Excerpted records:
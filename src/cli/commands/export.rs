//! Export command implementation.

use std::path::PathBuf;

use chrono::Utc;

use crate::cli::STDIO_MARKER;
use crate::config::default_export_file_name;
use crate::error::Result;
use crate::staging::{FileLocation, StdioLocation};
use crate::storage::SchemaPolicy;
use crate::validate::TableName;

/// Execute the export command.
///
/// Without a destination, writes `tabla_<name>_<millis>.db` in the current
/// directory.
///
/// # Errors
///
/// Returns an error if the table name is invalid or the transfer fails.
pub fn execute(
    dest: Option<&str>,
    table: &str,
    db_path: Option<&PathBuf>,
    staging_dir: Option<&PathBuf>,
    json: bool,
) -> Result<()> {
    let table = TableName::parse(table)?;
    let coordinator = super::coordinator(db_path, staging_dir, SchemaPolicy::default())?;
    let rt = super::runtime()?;

    let to_stdout = dest == Some(STDIO_MARKER);
    let outcome = if to_stdout {
        rt.block_on(coordinator.export(table, StdioLocation))
    } else {
        let path = dest.map_or_else(
            || PathBuf::from(default_export_file_name(&table, Utc::now())),
            PathBuf::from,
        );
        rt.block_on(coordinator.export(table, FileLocation::new(path)))
    };

    let report = outcome.into_result()?;
    super::print_report(&report, json, to_stdout)
}
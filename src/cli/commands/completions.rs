//! Shell completions command implementation.

use crate::cli::{Cli, Shell};
use crate::error::Result;
use clap::CommandFactory;
use clap_complete::{generate, shells};
use std::io;

const BIN_NAME: &str = "tabxfer";

/// Generate shell completions for the specified shell.
pub fn execute(shell: &Shell) -> Result<()> {
    let mut cmd = Cli::command();
    let mut out = io::stdout();

    match shell {
        Shell::Bash => generate(shells::Bash, &mut cmd, BIN_NAME, &mut out),
        Shell::Zsh => generate(shells::Zsh, &mut cmd, BIN_NAME, &mut out),
        Shell::Fish => generate(shells::Fish, &mut cmd, BIN_NAME, &mut out),
        Shell::PowerShell => generate(shells::PowerShell, &mut cmd, BIN_NAME, &mut out),
        Shell::Elvish => generate(shells::Elvish, &mut cmd, BIN_NAME, &mut out),
    }

    Ok(())
}
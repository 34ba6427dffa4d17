//! Configuration management.
//!
//! This module resolves the locations a transfer needs and aggregates the
//! coordinator's settings.
//!
//! # Architecture
//!
//! - **Application database**: long-lived, owned by the host application.
//!   Defaults to `~/.tabxfer/data/app.db`.
//! - **Staging directory**: private scratch space for staged imports and
//!   export snapshots. Defaults to `<system temp>/tabxfer`.
//!
//! Every location follows the same priority: explicit flag, then
//! environment variable, then platform default.

use std::path::{Path, PathBuf};
use std::time::Duration;

use chrono::{DateTime, Utc};

use crate::storage::SchemaPolicy;
use crate::validate::TableName;

/// Table transferred when the caller does not name one.
pub const DEFAULT_TABLE: &str = "productos";

/// Environment variable overriding the application database path.
pub const DB_ENV: &str = "TABXFER_DB";

/// Environment variable overriding the staging directory.
pub const STAGING_DIR_ENV: &str = "TABXFER_STAGING_DIR";

/// Environment variable overriding the default table.
pub const TABLE_ENV: &str = "TABXFER_TABLE";

/// How long a connection waits on a locked database before failing.
pub const DEFAULT_BUSY_TIMEOUT: Duration = Duration::from_secs(5);

/// Get the global tabxfer directory location (`~/.tabxfer/`).
#[must_use]
pub fn global_tabxfer_dir() -> Option<PathBuf> {
    directories::BaseDirs::new().map(|b| b.home_dir().join(".tabxfer"))
}

/// Resolve the application database path.
///
/// Priority:
/// 1. If `explicit_path` is provided, use it directly
/// 2. `TABXFER_DB` environment variable
/// 3. Global location: `~/.tabxfer/data/app.db`
///
/// # Returns
///
/// Returns the path to the database file, or `None` if no location found.
#[must_use]
pub fn resolve_db_path(explicit_path: Option<&Path>) -> Option<PathBuf> {
    if let Some(path) = explicit_path {
        return Some(path.to_path_buf());
    }

    if let Some(path) = non_empty_env(DB_ENV) {
        return Some(PathBuf::from(path));
    }

    global_tabxfer_dir().map(|dir| dir.join("data").join("app.db"))
}

/// Resolve the staging directory.
///
/// Priority:
/// 1. If `explicit_dir` is provided, use it directly
/// 2. `TABXFER_STAGING_DIR` environment variable
/// 3. Per-user cache: `<cache dir>/tabxfer/staging` (e.g. `~/.cache/tabxfer/staging`)
/// 4. `<system temp>/tabxfer-staging` when no home directory is known
///
/// The directory is not created here; [`crate::staging::StagingArea`] does
/// that, owner-only, and refuses one that other users can write to.
#[must_use]
pub fn resolve_staging_dir(explicit_dir: Option<&Path>) -> PathBuf {
    if let Some(dir) = explicit_dir {
        return dir.to_path_buf();
    }

    if let Some(dir) = non_empty_env(STAGING_DIR_ENV) {
        return PathBuf::from(dir);
    }

    directories::BaseDirs::new().map_or_else(
        || std::env::temp_dir().join("tabxfer-staging"),
        |b| b.cache_dir().join("tabxfer").join("staging"),
    )
}

/// Default file name for an export whose destination the caller left open.
///
/// `tabla_<table>_<unix millis>.db`, so repeated exports never collide.
#[must_use]
pub fn default_export_file_name(table: &TableName, now: DateTime<Utc>) -> String {
    format!("tabla_{}_{}.db", table.file_label(), now.timestamp_millis())
}

fn non_empty_env(key: &str) -> Option<String> {
    std::env::var(key).ok().filter(|v| !v.trim().is_empty())
}

/// Settings for a [`crate::transfer::Coordinator`].
#[derive(Debug, Clone)]
pub struct TransferConfig {
    /// The application database every transfer reads from or writes to.
    pub app_db: PathBuf,
    /// Where staging files live.
    pub staging_dir: PathBuf,
    /// Busy timeout applied to every connection.
    pub busy_timeout: Duration,
    /// What to do when the destination table already exists with other columns.
    pub schema_policy: SchemaPolicy,
}

impl TransferConfig {
    /// Configuration with default timeout and strict schema policy.
    #[must_use]
    pub fn new(app_db: impl Into<PathBuf>, staging_dir: impl Into<PathBuf>) -> Self {
        Self {
            app_db: app_db.into(),
            staging_dir: staging_dir.into(),
            busy_timeout: DEFAULT_BUSY_TIMEOUT,
            schema_policy: SchemaPolicy::default(),
        }
    }

    #[must_use]
    pub fn with_busy_timeout(mut self, timeout: Duration) -> Self {
        self.busy_timeout = timeout;
        self
    }

    #[must_use]
    pub fn with_schema_policy(mut self, policy: SchemaPolicy) -> Self {
        self.schema_policy = policy;
        self
    }
}

#[cfg(test)]
mod tests {
    use super::*;
    use chrono::TimeZone;

    #[test]
    fn test_resolve_db_path_with_explicit() {
        let explicit = PathBuf::from("/custom/path/app.db");
        let result = resolve_db_path(Some(&explicit));
        assert_eq!(result, Some(explicit));
    }

    #[test]
    fn test_resolve_db_path_default_location() {
        // Only meaningful when the environment does not override it
        if std::env::var(DB_ENV).is_ok() {
            return;
        }
        let path = resolve_db_path(None).unwrap();
        assert!(path.ends_with("app.db"));
        assert!(path.to_string_lossy().contains(".tabxfer"));
    }

    #[test]
    fn test_resolve_staging_dir_with_explicit() {
        let dir = PathBuf::from("/scratch/here");
        assert_eq!(resolve_staging_dir(Some(&dir)), dir);
    }

    #[test]
    fn test_resolve_staging_dir_default_is_per_user() {
        if std::env::var(STAGING_DIR_ENV).is_ok() {
            return;
        }
        let dir = resolve_staging_dir(None);
        assert!(dir.ends_with("tabxfer/staging") || dir.ends_with("tabxfer-staging"));
        assert_ne!(dir, std::env::temp_dir().join("tabxfer"));
        if let Some(base) = directories::BaseDirs::new() {
            assert!(dir.starts_with(base.cache_dir()));
        }
    }

    #[test]
    fn test_default_export_file_name() {
        let table = TableName::parse("productos").unwrap();
        let now = Utc.timestamp_millis_opt(1_700_000_000_123).unwrap();
        assert_eq!(
            default_export_file_name(&table, now),
            "tabla_productos_1700000000123.db"
        );
    }

    #[test]
    fn test_transfer_config_builders() {
        let config = TransferConfig::new("/db/app.db", "/tmp/stage")
            .with_busy_timeout(Duration::from_millis(250))
            .with_schema_policy(SchemaPolicy::Intersect);
        assert_eq!(config.busy_timeout, Duration::from_millis(250));
        assert_eq!(config.schema_policy, SchemaPolicy::Intersect);
        assert_eq!(config.app_db, PathBuf::from("/db/app.db"));
    }
}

Prompt: Your response should hold the lines from the first line of the entries above through the line with "pub fn execute(shell: &Shell)", each retyped exactly, and nothing else.

Completed exercise:
filename src/cli/commands/export.rs
//! Export command implementation.

use std::path::PathBuf;

use chrono::Utc;

use crate::cli::STDIO_MARKER;
use crate::config::default_export_file_name;
use crate::error::Result;
use crate::staging::{FileLocation, StdioLocation};
use crate::storage::SchemaPolicy;
use crate::validate::TableName;

/// Execute the export command.
///
/// Without a destination, writes `tabla_<name>_<millis>.db` in the current
/// directory.
///
/// # Errors
///
/// Returns an error if the table name is invalid or the transfer fails.
pub fn execute(
    dest: Option<&str>,
    table: &str,
    db_path: Option<&PathBuf>,
    staging_dir: Option<&PathBuf>,
    json: bool,
) -> Result<()> {
    let table = TableName::parse(table)?;
    let coordinator = super::coordinator(db_path, staging_dir, SchemaPolicy::default())?;
    let rt = super::runtime()?;

    let to_stdout = dest == Some(STDIO_MARKER);
    let outcome = if to_stdout {
        rt.block_on(coordinator.export(table, StdioLocation))
    } else {
        let path = dest.map_or_else(
            || PathBuf::from(default_export_file_name(&table, Utc::now())),
            PathBuf::from,
        );
        rt.block_on(coordinator.export(table, FileLocation::new(path)))
    };

    let report = outcome.into_result()?;
    super::print_report(&report, json, to_stdout)
}
filename src/cli/commands/completions.rs
//! Shell completions command implementation.

use crate::cli::{Cli, Shell};
use crate::error::Result;
use clap::CommandFactory;
use clap_complete::{generate, shells};
use std::io;

const BIN_NAME: &str = "tabxfer";

/// Generate shell completions for the specified shell.
pub fn execute(shell: &Shell) -> Result<()> {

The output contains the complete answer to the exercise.